Collected data
----
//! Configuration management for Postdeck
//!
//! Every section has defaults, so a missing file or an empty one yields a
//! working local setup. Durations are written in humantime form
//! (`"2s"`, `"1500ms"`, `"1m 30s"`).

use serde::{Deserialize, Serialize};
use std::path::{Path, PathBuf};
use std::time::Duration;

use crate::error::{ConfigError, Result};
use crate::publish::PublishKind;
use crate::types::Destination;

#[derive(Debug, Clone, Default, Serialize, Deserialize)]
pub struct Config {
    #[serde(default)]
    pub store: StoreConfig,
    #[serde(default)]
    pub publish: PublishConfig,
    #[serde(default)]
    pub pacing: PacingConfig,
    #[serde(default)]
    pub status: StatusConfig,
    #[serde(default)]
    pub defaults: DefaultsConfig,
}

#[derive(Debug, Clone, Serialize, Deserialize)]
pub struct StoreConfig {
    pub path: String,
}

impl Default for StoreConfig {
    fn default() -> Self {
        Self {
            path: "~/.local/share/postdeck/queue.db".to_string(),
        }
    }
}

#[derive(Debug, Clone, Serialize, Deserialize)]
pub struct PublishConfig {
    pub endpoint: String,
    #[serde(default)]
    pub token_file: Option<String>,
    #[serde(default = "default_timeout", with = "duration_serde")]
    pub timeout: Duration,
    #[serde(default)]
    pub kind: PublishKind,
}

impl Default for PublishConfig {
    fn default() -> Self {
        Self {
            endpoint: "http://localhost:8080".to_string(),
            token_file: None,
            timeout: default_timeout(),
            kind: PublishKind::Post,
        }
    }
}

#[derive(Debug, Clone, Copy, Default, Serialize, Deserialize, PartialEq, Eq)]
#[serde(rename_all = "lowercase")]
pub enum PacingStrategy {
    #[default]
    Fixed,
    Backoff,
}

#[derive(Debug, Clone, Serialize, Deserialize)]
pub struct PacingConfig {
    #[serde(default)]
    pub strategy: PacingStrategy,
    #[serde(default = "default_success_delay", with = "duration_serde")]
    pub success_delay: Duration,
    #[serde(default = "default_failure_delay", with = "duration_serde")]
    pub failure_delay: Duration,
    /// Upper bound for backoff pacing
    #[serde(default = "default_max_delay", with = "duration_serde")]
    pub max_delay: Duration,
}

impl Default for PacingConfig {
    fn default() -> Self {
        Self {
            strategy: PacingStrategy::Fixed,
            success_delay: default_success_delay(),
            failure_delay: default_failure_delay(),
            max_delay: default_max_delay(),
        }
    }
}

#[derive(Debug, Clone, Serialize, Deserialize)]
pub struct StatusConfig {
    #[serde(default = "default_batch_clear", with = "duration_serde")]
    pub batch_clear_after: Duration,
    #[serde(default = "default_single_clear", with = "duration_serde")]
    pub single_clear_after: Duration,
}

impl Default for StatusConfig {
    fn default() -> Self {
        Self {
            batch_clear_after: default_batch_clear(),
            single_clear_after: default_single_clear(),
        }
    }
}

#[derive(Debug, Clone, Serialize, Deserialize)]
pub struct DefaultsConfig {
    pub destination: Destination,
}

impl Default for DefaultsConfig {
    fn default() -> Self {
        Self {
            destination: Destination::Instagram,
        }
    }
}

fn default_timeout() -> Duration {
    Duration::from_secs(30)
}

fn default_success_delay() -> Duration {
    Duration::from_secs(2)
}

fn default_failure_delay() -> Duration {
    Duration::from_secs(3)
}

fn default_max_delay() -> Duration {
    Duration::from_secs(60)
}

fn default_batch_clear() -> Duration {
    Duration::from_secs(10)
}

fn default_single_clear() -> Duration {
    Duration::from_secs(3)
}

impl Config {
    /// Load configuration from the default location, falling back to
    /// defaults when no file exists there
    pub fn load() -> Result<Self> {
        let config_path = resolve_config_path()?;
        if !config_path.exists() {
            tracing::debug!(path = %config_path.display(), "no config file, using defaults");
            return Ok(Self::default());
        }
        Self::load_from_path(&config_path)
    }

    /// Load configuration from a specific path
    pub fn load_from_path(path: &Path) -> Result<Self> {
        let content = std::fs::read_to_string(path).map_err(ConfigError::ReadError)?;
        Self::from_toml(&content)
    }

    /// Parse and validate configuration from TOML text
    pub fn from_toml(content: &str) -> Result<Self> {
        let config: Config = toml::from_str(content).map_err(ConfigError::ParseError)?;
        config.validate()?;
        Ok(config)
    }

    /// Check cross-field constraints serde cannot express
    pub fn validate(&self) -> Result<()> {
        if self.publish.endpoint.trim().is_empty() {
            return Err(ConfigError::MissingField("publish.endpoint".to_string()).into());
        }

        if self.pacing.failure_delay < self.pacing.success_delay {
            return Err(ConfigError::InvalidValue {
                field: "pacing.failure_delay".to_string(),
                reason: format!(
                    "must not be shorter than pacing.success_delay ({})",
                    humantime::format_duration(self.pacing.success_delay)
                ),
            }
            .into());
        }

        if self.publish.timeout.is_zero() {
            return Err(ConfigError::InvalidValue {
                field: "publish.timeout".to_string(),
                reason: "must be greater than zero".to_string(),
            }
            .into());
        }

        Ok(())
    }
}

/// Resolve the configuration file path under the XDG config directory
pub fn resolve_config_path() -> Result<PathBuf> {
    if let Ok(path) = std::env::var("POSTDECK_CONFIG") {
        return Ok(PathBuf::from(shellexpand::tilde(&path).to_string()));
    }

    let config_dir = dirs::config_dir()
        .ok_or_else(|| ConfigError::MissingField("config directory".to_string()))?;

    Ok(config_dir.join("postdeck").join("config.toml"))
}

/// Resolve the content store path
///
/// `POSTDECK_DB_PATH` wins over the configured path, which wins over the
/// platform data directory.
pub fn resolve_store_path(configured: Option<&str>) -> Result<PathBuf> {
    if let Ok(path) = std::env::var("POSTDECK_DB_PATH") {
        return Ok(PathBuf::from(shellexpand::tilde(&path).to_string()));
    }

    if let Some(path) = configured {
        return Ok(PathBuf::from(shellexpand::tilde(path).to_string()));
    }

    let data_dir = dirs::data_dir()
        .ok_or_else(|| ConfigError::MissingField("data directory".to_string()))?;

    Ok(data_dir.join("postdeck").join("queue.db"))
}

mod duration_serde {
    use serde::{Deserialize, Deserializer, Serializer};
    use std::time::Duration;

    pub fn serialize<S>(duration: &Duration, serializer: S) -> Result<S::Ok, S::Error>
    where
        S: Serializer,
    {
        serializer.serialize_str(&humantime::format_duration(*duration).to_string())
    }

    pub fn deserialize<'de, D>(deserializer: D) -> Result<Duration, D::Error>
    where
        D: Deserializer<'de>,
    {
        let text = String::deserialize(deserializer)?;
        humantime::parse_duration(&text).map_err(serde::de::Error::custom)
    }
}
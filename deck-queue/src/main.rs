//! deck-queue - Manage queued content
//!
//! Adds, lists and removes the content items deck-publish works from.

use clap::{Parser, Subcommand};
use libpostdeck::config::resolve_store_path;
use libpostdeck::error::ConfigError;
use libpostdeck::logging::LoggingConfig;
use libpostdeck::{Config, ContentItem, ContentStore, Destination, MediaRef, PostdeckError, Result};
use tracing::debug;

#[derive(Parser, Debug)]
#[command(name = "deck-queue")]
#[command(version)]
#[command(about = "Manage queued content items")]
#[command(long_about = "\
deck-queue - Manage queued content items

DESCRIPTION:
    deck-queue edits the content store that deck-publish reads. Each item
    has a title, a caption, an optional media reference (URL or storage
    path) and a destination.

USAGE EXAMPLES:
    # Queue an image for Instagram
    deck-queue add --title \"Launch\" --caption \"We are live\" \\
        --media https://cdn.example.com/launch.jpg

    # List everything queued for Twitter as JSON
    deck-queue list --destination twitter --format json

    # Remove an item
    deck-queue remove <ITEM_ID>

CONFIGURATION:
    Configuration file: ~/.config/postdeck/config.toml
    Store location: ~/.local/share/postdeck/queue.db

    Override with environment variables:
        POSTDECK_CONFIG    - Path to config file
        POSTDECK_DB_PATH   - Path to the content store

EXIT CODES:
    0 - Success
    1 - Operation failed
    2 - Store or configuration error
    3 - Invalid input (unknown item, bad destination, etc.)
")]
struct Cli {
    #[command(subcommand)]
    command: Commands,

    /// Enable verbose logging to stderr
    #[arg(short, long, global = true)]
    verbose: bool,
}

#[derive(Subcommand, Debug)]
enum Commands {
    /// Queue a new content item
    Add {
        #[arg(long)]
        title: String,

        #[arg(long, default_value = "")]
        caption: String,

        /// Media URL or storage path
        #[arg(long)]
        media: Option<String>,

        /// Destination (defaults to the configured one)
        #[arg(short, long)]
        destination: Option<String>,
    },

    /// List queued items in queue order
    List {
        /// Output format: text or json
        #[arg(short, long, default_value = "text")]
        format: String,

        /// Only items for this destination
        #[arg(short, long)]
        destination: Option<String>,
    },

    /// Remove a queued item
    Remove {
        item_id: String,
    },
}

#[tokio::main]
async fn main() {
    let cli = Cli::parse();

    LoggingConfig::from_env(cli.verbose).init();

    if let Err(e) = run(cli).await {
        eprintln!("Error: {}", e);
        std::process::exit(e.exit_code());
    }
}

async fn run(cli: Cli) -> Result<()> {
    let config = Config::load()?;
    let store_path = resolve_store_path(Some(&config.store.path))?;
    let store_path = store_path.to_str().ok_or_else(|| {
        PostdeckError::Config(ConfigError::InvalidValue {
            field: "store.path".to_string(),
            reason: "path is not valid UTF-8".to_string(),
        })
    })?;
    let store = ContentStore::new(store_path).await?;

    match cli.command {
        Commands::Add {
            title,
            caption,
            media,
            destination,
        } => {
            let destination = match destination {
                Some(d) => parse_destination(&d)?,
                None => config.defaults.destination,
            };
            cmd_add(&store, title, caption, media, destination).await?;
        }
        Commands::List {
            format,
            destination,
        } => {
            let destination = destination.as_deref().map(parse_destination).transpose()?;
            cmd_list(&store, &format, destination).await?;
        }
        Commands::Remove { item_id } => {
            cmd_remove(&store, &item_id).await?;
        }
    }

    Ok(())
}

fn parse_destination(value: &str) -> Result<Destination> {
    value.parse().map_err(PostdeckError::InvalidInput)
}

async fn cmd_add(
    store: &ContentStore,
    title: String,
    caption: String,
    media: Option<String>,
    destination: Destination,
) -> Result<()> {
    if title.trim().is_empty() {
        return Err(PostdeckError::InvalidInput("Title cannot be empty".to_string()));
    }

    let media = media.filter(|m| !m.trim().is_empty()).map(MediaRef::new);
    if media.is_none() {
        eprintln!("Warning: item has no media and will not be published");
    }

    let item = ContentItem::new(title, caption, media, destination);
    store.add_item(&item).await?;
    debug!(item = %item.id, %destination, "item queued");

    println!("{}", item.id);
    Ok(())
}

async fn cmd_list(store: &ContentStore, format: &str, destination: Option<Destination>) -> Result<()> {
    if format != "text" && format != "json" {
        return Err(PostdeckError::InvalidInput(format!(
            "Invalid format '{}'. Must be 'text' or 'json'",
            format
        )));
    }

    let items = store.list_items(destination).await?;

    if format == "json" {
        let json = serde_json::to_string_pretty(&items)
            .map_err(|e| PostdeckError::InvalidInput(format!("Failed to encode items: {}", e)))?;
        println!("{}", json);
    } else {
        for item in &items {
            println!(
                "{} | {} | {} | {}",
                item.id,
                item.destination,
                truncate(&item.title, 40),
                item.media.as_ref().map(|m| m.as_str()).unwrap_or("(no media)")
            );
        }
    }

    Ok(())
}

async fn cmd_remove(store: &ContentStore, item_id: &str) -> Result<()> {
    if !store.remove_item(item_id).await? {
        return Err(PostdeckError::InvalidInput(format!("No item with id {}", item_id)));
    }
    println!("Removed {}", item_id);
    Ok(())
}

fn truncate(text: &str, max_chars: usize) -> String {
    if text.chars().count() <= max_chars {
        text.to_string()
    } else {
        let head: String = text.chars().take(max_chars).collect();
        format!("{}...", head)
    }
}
----
What is required: Read through the entries above, and wherever a line holds the string "LoggingConfig", copy it.

Answer:
use libpostdeck::logging::LoggingConfig;
    LoggingConfig::from_env(cli.verbose).init();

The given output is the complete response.